• [Exercise details] Filter out all lines without the word "Duration" from the data below, please, and copy the rest.

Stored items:
• • • •

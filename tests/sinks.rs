//! # Output sinks
//!
//! Writes processed frames to temporary directories and checks the files produced.

use std::fs;
use std::time::Duration;

use cv_depthcam::frame::ColorImage;
use cv_depthcam::prelude::*;
use cv_depthcam::sink::{CaptureTrigger, PngSequenceSink, Stream, VideoCodec, VideoSink};
use image::{Bgr, DynamicImage, GrayImage, Luma, Rgb, RgbImage};

const WIDTH: u32 = 24;
const HEIGHT: u32 = 16;

fn frame(index: u64, with_disparity: bool) -> DepthFrame {
    let disparity = GrayImage::from_fn(WIDTH, HEIGHT, |x, _| Luma([(x * 10) as u8]));
    let heatmap = RgbImage::from_fn(WIDTH, HEIGHT, |x, _| Rgb([(x * 10) as u8, 0, 255 - (x * 10) as u8]));

    DepthFrame {
        index,
        timestamp: Duration::from_millis(index * 33),
        left: GrayImage::from_pixel(WIDTH, HEIGHT, Luma([50])),
        right: GrayImage::from_pixel(WIDTH, HEIGHT, Luma([60])),
        color: ColorImage::from_pixel(WIDTH, HEIGHT, Bgr([10, 20, 30])),
        disparity: match with_disparity {
            true => Some(disparity),
            false => None
        },
        heatmap: match with_disparity {
            true => Some(heatmap),
            false => None
        }
    }
}

fn le32(buf: &[u8], at: usize) -> u32 {
    let mut bytes = [0u8; 4];
    bytes.copy_from_slice(&buf[at..at + 4]);
    u32::from_le_bytes(bytes)
}

#[test]
fn png_sequence_names_frames_by_index() {
    let dir = tempfile::tempdir().unwrap();
    let mut sink = PngSequenceSink::all(dir.path()).unwrap();

    sink.consume(&frame(0, true));
    sink.consume(&frame(1, true));
    sink.finish().unwrap();

    assert_eq!(sink.frames_written(), 2);
    for stream in Stream::ALL.iter() {
        for index in 0..2 {
            let path = dir.path().join(stream.name()).join(format!("{:08}.png", index));
            assert!(path.exists(), "missing {}", path.display());
        }
    }

    // Color is stored as R, G, B
    match image::open(dir.path().join("color").join("00000001.png")).unwrap() {
        DynamicImage::ImageRgb8(color) => assert_eq!(*color.get_pixel(3, 3), Rgb([30, 20, 10])),
        other => panic!("unexpected color format {:?}", other.color())
    }

    match image::open(dir.path().join("left").join("00000000.png")).unwrap() {
        DynamicImage::ImageLuma8(left) => {
            assert_eq!(left.dimensions(), (WIDTH, HEIGHT));
            assert_eq!(*left.get_pixel(0, 0), Luma([50]));
        },
        other => panic!("unexpected left format {:?}", other.color())
    }
}

#[test]
fn png_sequence_writes_only_selected_streams() {
    let dir = tempfile::tempdir().unwrap();
    let mut sink = PngSequenceSink::new(dir.path(), &[Stream::Left, Stream::Disparity]).unwrap();

    // Without disparity only the left plane can be written
    sink.consume(&frame(3, false));
    sink.finish().unwrap();

    assert!(dir.path().join("left").join("00000003.png").exists());
    assert!(!dir.path().join("disparity").join("00000003.png").exists());
    assert!(!dir.path().join("right").exists());
}

#[test]
fn triggered_sequence_keeps_only_requested_frames() {
    let dir = tempfile::tempdir().unwrap();
    let trigger = CaptureTrigger::new();
    let mut sink =
        PngSequenceSink::on_trigger(dir.path(), &[Stream::Left, Stream::Right], trigger.clone())
            .unwrap();

    sink.consume(&frame(0, false));
    trigger.request();
    sink.consume(&frame(1, false));
    sink.consume(&frame(2, false));
    trigger.request();
    sink.consume(&frame(3, false));
    sink.finish().unwrap();

    // Captures are numbered in order, not by frame index
    assert_eq!(sink.frames_written(), 2);
    for stream in &["left", "right"] {
        assert!(dir.path().join(format!("{}_0000.png", stream)).exists());
        assert!(dir.path().join(format!("{}_0001.png", stream)).exists());
        assert!(!dir.path().join(format!("{}_0002.png", stream)).exists());
    }
    assert_eq!(
        sink.path_for(Stream::Left, 1),
        dir.path().join("left_0001.png")
    );
}

fn check_avi(buf: &[u8], fourcc: &[u8; 4], frames: u32) {
    assert_eq!(&buf[0..4], b"RIFF");
    assert_eq!(&buf[8..12], b"AVI ");
    assert_eq!(le32(buf, 4) as usize, buf.len() - 8);
    assert_eq!(&buf[112..116], fourcc);
    assert_eq!(&buf[188..192], fourcc);
    assert_eq!(le32(buf, 48), frames);
    assert_eq!(le32(buf, 64), WIDTH);
    assert_eq!(le32(buf, 68), HEIGHT);
    assert_eq!(&buf[224..228], b"00dc");

    // The index closes the file
    let idx = buf.len() - 8 - frames as usize * 16;
    assert_eq!(&buf[idx..idx + 4], b"idx1");
}

#[test]
fn default_codec_is_divx() {
    assert_eq!(VideoCodec::default(), VideoCodec::Divx);
}

#[cfg(feature = "video-ffmpeg")]
#[test]
fn default_video_sink_records_divx() {
    let dir = tempfile::tempdir().unwrap();
    let mut sink = VideoSink::new(dir.path(), WIDTH, HEIGHT, 30, true).unwrap();

    for index in 0..3 {
        sink.consume(&frame(index, true));
    }
    sink.finish().unwrap();

    assert_eq!(sink.codec(), VideoCodec::Divx);
    assert_eq!(sink.frames_written(), 3);
    for name in &["color.avi", "disparity.avi", "heatmap.avi"] {
        check_avi(&fs::read(dir.path().join(name)).unwrap(), b"DIVX", 3);
    }
}

#[cfg(not(feature = "video-ffmpeg"))]
#[test]
fn default_video_sink_falls_back_to_mjpg() {
    let dir = tempfile::tempdir().unwrap();
    let mut sink = VideoSink::new(dir.path(), WIDTH, HEIGHT, 30, false).unwrap();

    sink.consume(&frame(0, false));
    sink.finish().unwrap();

    assert_eq!(sink.codec(), VideoCodec::Mjpeg);
    check_avi(&fs::read(dir.path().join("color.avi")).unwrap(), b"MJPG", 1);
}

#[test]
fn mjpg_video_sink_records_three_streams() {
    let dir = tempfile::tempdir().unwrap();
    let mut sink = VideoSink::with_codec(dir.path(), WIDTH, HEIGHT, 30, true, VideoCodec::Mjpeg).unwrap();

    for index in 0..3 {
        sink.consume(&frame(index, true));
    }
    sink.finish().unwrap();

    assert_eq!(sink.frames_written(), 3);
    for name in &["color.avi", "disparity.avi", "heatmap.avi"] {
        let buf = fs::read(dir.path().join(name)).unwrap();
        check_avi(&buf, b"MJPG", 3);

        // The first chunk is a JPEG
        assert_eq!(&buf[232..234], &[0xff, 0xd8]);
    }
}

#[test]
fn video_streams_stay_in_step_when_a_frame_is_incomplete() {
    let dir = tempfile::tempdir().unwrap();
    let mut sink = VideoSink::with_codec(dir.path(), WIDTH, HEIGHT, 30, true, VideoCodec::Mjpeg).unwrap();

    let mut bad_heatmap = frame(1, true);
    bad_heatmap.heatmap = Some(RgbImage::new(WIDTH / 2, HEIGHT));

    sink.consume(&frame(0, true));
    sink.consume(&bad_heatmap);
    sink.consume(&frame(2, false));
    sink.consume(&frame(3, true));
    sink.finish().unwrap();

    assert_eq!(sink.frames_written(), 2);
    for name in &["color.avi", "disparity.avi", "heatmap.avi"] {
        check_avi(&fs::read(dir.path().join(name)).unwrap(), b"MJPG", 2);
    }
}

#[test]
fn video_sink_skips_frames_of_the_wrong_size() {
    let dir = tempfile::tempdir().unwrap();
    let mut sink = VideoSink::with_codec(dir.path(), WIDTH * 2, HEIGHT, 30, false, VideoCodec::Mjpeg).unwrap();

    sink.consume(&frame(0, false));
    sink.finish().unwrap();

    assert_eq!(sink.frames_written(), 0);
    assert!(!dir.path().join("disparity.avi").exists());
}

• • • •

• [Response]
use std::time::Duration;
        timestamp: Duration::from_millis(index * 33),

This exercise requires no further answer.